The Wildcats have consistently enjoyed large home crowds since moving into Perth Arena in 2012, resulting in arguably the greatest home-court advantage in the NBL. In January 2017, the Wildcats became the first NBL franchise to break the 10,000-member barrier. As a result of their large fan base, the Wildcats have set numerous record sell-out crowds at Perth Arena. A record crowd of 13,559 watched the Adelaide 36ers knock off the Wildcats 106–102 on 16 January 2015; that was later bested on 14 January 2017 when 13,611 people watched the Wildcats once again lose to the 36ers, this time by a margin of 95–84. A capacity crowd of 13,611 later attended Game 3 of the 2017 Grand Final series on 5 March 2017, matching the Wildcats' highest-attendance record. A capacity crowd of 13,611 attended the Wildcats vs Melbourne United match on 12 January 2018, marking the seventh time topping 13,000 at Perth Arena in 2017–18. The Wildcats went on to record the highest ever attendance for a team during an NBL season with 183,689 fans attending their home games during the 2017–18 regular season.

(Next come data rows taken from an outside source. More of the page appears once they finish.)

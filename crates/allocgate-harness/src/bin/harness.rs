//! CLI entrypoint for the allocgate harness.

use clap::{Parser, Subcommand};

use allocgate_harness::{HarnessError, workload};

/// Workload and inspection tooling for the allocgate router.
#[derive(Debug, Parser)]
#[command(name = "allocgate-harness")]
#[command(about = "Drives the allocation router and emits JSON reports")]
struct Cli {
    #[command(subcommand)]
    command: Command,
}

#[derive(Debug, Subcommand)]
enum Command {
    /// Run a mixed allocate/free workload and report router counters.
    Churn {
        /// Worker thread count.
        #[arg(long, default_value_t = 4)]
        threads: usize,
        /// Allocate/free iterations per thread.
        #[arg(long, default_value_t = 10_000)]
        iterations: usize,
        /// Largest request size in bytes.
        #[arg(long, default_value_t = 4096)]
        max_size: usize,
    },
    /// Perform one routed allocation and report the path it took.
    Probe {
        /// Request size in bytes.
        #[arg(long)]
        size: usize,
        /// Request alignment (0 for the platform default).
        #[arg(long, default_value_t = 0)]
        align: usize,
    },
}

fn run(cli: Cli) -> Result<String, HarnessError> {
    match cli.command {
        Command::Churn {
            threads,
            iterations,
            max_size,
        } => {
            let report = workload::churn(threads, iterations, max_size)?;
            Ok(serde_json::to_string_pretty(&report)?)
        }
        Command::Probe { size, align } => {
            let report = workload::probe(size, align)?;
            Ok(serde_json::to_string_pretty(&report)?)
        }
    }
}

fn main() {
    let cli = Cli::parse();
    match run(cli) {
        Ok(report) => println!("{report}"),
        Err(err) => {
            eprintln!("harness error: {err}");
            std::process::exit(1);
        }
    }
}
//! Alignment arithmetic shared by the router, the fallback allocator, and the
//! builtin strategies.

/// Minimum natural alignment on this platform. Every normalized alignment is
/// at least this large, matching what `malloc` itself guarantees.
pub const MIN_ALIGNMENT: usize = std::mem::align_of::<libc::max_align_t>();

/// Returns true if `value` is a non-zero power of two.
#[must_use]
pub const fn is_power_of_two(value: usize) -> bool {
    value != 0 && value & (value - 1) == 0
}

/// Maps any requested alignment (including 0) to the smallest power of two
/// that is >= both the platform minimum and the request. Requests above the
/// largest representable power of two saturate to it instead of wrapping.
///
/// Idempotent: normalizing an already-normalized value returns it unchanged.
#[must_use]
pub fn normalize_alignment(requested: usize) -> usize {
    const MAX_POW2: usize = 1 << (usize::BITS - 1);
    requested
        .max(MIN_ALIGNMENT)
        .checked_next_power_of_two()
        .unwrap_or(MAX_POW2)
}

/// Rounds `addr` up to the next multiple of `alignment`, clamping to the
/// highest aligned address when the sum would wrap.
///
/// `alignment` must be a non-zero power of two; callers normalize first.
#[must_use]
pub fn align_up(addr: usize, alignment: usize) -> usize {
    debug_assert!(is_power_of_two(alignment));
    match addr.checked_add(alignment - 1) {
        Some(sum) => sum & !(alignment - 1),
        None => usize::MAX & !(alignment - 1),
    }
}

#[cfg(test)]
mod tests {
    use super::*;

    #[test]
    fn power_of_two_detection() {
        assert!(!is_power_of_two(0));
        assert!(is_power_of_two(1));
        assert!(is_power_of_two(2));
        assert!(!is_power_of_two(3));
        assert!(is_power_of_two(4096));
        assert!(!is_power_of_two(4097));
    }

    #[test]
    fn normalization_respects_platform_minimum() {
        assert_eq!(normalize_alignment(0), MIN_ALIGNMENT);
        assert_eq!(normalize_alignment(1), MIN_ALIGNMENT);
        assert_eq!(normalize_alignment(MIN_ALIGNMENT), MIN_ALIGNMENT);
    }

    #[test]
    fn normalization_rounds_to_power_of_two() {
        assert_eq!(normalize_alignment(24), 32);
        assert_eq!(normalize_alignment(33), 64);
        assert_eq!(normalize_alignment(64), 64);
    }

    #[test]
    fn normalization_is_idempotent() {
        for requested in [0usize, 1, 3, 7, 16, 24, 100, 512, 4096, usize::MAX] {
            let once = normalize_alignment(requested);
            assert_eq!(normalize_alignment(once), once);
            assert!(is_power_of_two(once));
        }
    }

    #[test]
    fn normalization_saturates_on_extreme_requests() {
        const MAX_POW2: usize = 1 << (usize::BITS - 1);
        assert_eq!(normalize_alignment(usize::MAX), MAX_POW2);
        assert_eq!(normalize_alignment(MAX_POW2 + 1), MAX_POW2);
        assert_eq!(normalize_alignment(MAX_POW2), MAX_POW2);
        assert!(is_power_of_two(normalize_alignment(usize::MAX)));
    }

    #[test]
    fn align_up_rounds_to_boundary() {
        assert_eq!(align_up(0, 16), 0);
        assert_eq!(align_up(1, 16), 16);
        assert_eq!(align_up(16, 16), 16);
        assert_eq!(align_up(17, 32), 32);
        assert_eq!(align_up(65, 64), 128);
    }

    #[test]
    fn align_up_clamps_instead_of_wrapping() {
        let clamped = align_up(usize::MAX - 3, 64);
        assert_eq!(clamped, usize::MAX & !63);
        assert_eq!(clamped % 64, 0);
        assert_eq!(align_up(usize::MAX, 16), usize::MAX & !15);
    }
}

A new official capacity crowd record of 13,615 attended the Wildcats vs Tasmania JackJumpers match on 19 December 2021.

Between 2012 and 2019, the team was forced on extended road trips for much of December due to Perth's annual hosting of the Hopman Cup at Perth Arena in early January.

When the Wildcats have won the NBL title, the team's victory celebration and ceremony has been held in the City of Perth at Forrest Place.

Franchise history

1982–1986: Early struggles

In 1979, the National Basketball League (NBL) in Australia was formed. It took another three years of lobbying by the Perth basketball community before a team in Western Australia became a reality. Formed in 1982 as the Westate Wildcats, the Wildcats became the first, and so far only, Western Australian team to compete in the NBL. The team's inaugural coach was Henry Daigle and the majority of the inaugural squad was made up of players from the East Perth Eagles, Stirling Senators and Perth Redbacks, led by captain Mike Ellis. They played out of Perry Lakes Basketball Stadium and finished the 1982 season in tenth place with a 10–16 win–loss record. Gordon Ellis took over as coach in 1983, as the team finished 13th with a 6–16 record.

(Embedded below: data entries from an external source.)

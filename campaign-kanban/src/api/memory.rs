//! In-process persistence backend
//!
//! Keeps its own copy of the board (the "server side") and applies every call
//! with the same mutations the controller uses. Failures and latency can be
//! injected per op, and every call is recorded, which makes it the backend of
//! choice for exercising rollback and reconciliation paths. Server-assigned
//! ids can be queued to exercise echo adoption.

use super::{ApiError, ApiResult, BoardApi};
use crate::store::{ClearColumn, DeleteColumn, MoveColumn, MoveTask, Mutation, UpdateColumn};
use crate::types::{Board, Column, ColumnId, Task, TaskId};
use async_trait::async_trait;
use std::collections::{HashMap, HashSet, VecDeque};
use std::sync::{Mutex, MutexGuard};
use std::time::Duration;
use tracing::trace;

#[derive(Debug, Default)]
struct Faults {
    /// Remaining one-shot failures per op
    once: HashMap<String, usize>,
    always: HashSet<String>,
    delays: HashMap<String, Duration>,
    /// Ids the next creates store under instead of the client's
    assigned: VecDeque<String>,
}

/// In-memory [`BoardApi`] with failure injection
#[derive(Debug, Default)]
pub struct MemoryApi {
    board: Mutex<Board>,
    calls: Mutex<Vec<String>>,
    faults: Mutex<Faults>,
}

fn lock<T>(mutex: &Mutex<T>) -> MutexGuard<'_, T> {
    match mutex.lock() {
        Ok(guard) => guard,
        Err(poisoned) => poisoned.into_inner(),
    }
}

impl MemoryApi {
    /// Serve the given board
    pub fn new(board: Board) -> Self {
        Self {
            board: Mutex::new(board),
            ..Self::default()
        }
    }

    /// Fail the next call of `op` (e.g. "create task")
    pub fn fail_next(&self, op: &str) -> &Self {
        *lock(&self.faults).once.entry(op.to_string()).or_default() += 1;
        self
    }

    /// Fail every call of `op` until [`MemoryApi::heal`]
    pub fn fail_always(&self, op: &str) -> &Self {
        lock(&self.faults).always.insert(op.to_string());
        self
    }

    /// Delay every call of `op` before it is applied
    pub fn delay(&self, op: &str, delay: Duration) -> &Self {
        lock(&self.faults).delays.insert(op.to_string(), delay);
        self
    }

    /// Store the next created task or column under `id`, as a server that
    /// assigns its own ids would
    pub fn assign_next_id(&self, id: impl Into<String>) -> &Self {
        lock(&self.faults).assigned.push_back(id.into());
        self
    }

    fn assigned_id(&self) -> Option<String> {
        lock(&self.faults).assigned.pop_front()
    }

    /// Clear all injected failures, delays and assigned ids
    pub fn heal(&self) {
        *lock(&self.faults) = Faults::default();
    }

    /// Ops received so far, in arrival order
    pub fn calls(&self) -> Vec<String> {
        lock(&self.calls).clone()
    }

    pub fn call_count(&self, op: &str) -> usize {
        lock(&self.calls).iter().filter(|c| c.as_str() == op).count()
    }

    /// Copy of the server-side board
    pub fn snapshot(&self) -> Board {
        lock(&self.board).clone()
    }

    /// Record the call, wait out any delay, then decide whether it fails
    async fn enter(&self, op: &str) -> ApiResult<()> {
        lock(&self.calls).push(op.to_string());

        let delay = lock(&self.faults).delays.get(op).copied();
        if let Some(delay) = delay {
            tokio::time::sleep(delay).await;
        }

        let mut faults = lock(&self.faults);
        if faults.always.contains(op) {
            return Err(ApiError::transport(format!("{} unavailable", op)));
        }
        if let Some(remaining) = faults.once.get_mut(op) {
            if *remaining > 0 {
                *remaining -= 1;
                return Err(ApiError::transport(format!("{} failed", op)));
            }
        }
        trace!(op, "memory api accepted call");
        Ok(())
    }

    fn mutate<M: Mutation>(&self, mutation: M) -> ApiResult<M::Output> {
        let mut board = lock(&self.board);
        Ok(mutation.apply(&mut board)?.value)
    }
}

#[async_trait]
impl BoardApi for MemoryApi {
    async fn fetch_board(&self) -> ApiResult<Board> {
        self.enter("fetch board").await?;
        Ok(self.snapshot())
    }

    async fn create_task(&self, column_id: &ColumnId, task: &Task) -> ApiResult<Task> {
        self.enter("create task").await?;
        let mut board = lock(&self.board);
        let mut stored = task.clone();
        stored.column_id = column_id.clone();
        if let Some(id) = self.assigned_id() {
            stored.id = id.into();
        }
        board.insert_task(stored.clone(), None)?;
        Ok(board.task(&stored.id).cloned().unwrap_or(stored))
    }

    async fn update_task(&self, task: &Task) -> ApiResult<()> {
        self.enter("update task").await?;
        let mut board = lock(&self.board);
        let stored = board
            .task_mut(&task.id)
            .ok_or_else(|| ApiError::not_found("task", task.id.to_string()))?;
        let column_id = stored.column_id.clone();
        let stage = stored.stage.clone();
        *stored = task.clone();
        stored.column_id = column_id;
        stored.stage = stage;
        Ok(())
    }

    async fn delete_task(&self, column_id: &ColumnId, task_id: &TaskId) -> ApiResult<()> {
        self.enter("delete task").await?;
        self.mutate(crate::store::DeleteTask::new(column_id, task_id))
            .map(|_| ())
    }

    async fn move_task(
        &self,
        task_id: &TaskId,
        dest_column: &ColumnId,
        dest_index: usize,
    ) -> ApiResult<()> {
        self.enter("move task").await?;
        let mut board = lock(&self.board);
        MoveTask::to(&board, task_id, dest_column, dest_index)?.apply(&mut board)?;
        Ok(())
    }

    async fn create_column(&self, column: &Column) -> ApiResult<Column> {
        self.enter("create column").await?;
        let mut stored = column.clone();
        stored.task_ids.clear();
        if let Some(id) = self.assigned_id() {
            stored.id = id.into();
        }
        let mut board = lock(&self.board);
        if board.column(&stored.id).is_some() {
            return Err(ApiError::rejected(format!(
                "column '{}' already exists",
                stored.id
            )));
        }
        board.columns.push(stored.clone());
        Ok(stored)
    }

    async fn update_column(&self, column_id: &ColumnId, name: &str) -> ApiResult<()> {
        self.enter("update column").await?;
        self.mutate(UpdateColumn::new(column_id, name))
    }

    async fn clear_column(&self, column_id: &ColumnId) -> ApiResult<()> {
        self.enter("clear column").await?;
        self.mutate(ClearColumn::new(column_id)).map(|_| ())
    }

    async fn delete_column(&self, column_id: &ColumnId) -> ApiResult<()> {
        self.enter("delete column").await?;
        self.mutate(DeleteColumn::new(column_id)).map(|_| ())
    }

    async fn move_column(&self, column_id: &ColumnId, dest_index: usize) -> ApiResult<()> {
        self.enter("move column").await?;
        let mut board = lock(&self.board);
        MoveColumn::to(&board, column_id, dest_index)?.apply(&mut board)?;
        Ok(())
    }
}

In 1984, the team was renamed the Perth Wildcats, but success did not ensue under coach Lynn Massey as the team finished on the bottom of the ladder (16th) with only three wins. A fourth coach in Jay Brehmer came into the team for the 1985 season. Brehmer and imports Dan Clausen and Roland Brooks looked to lead the Wildcats to a finals berth for the first time, but they narrowly missed out on the post-season with a 13–13 record and an eighth-place finish. The Wildcats suffered a major setback in 1986 with the loss of Brooks, after he suffered a season-ending injury just 10 games into the season. Without their star import, the Wildcats struggled to be competitive as they finished the season in 12th place with an 8–18 record.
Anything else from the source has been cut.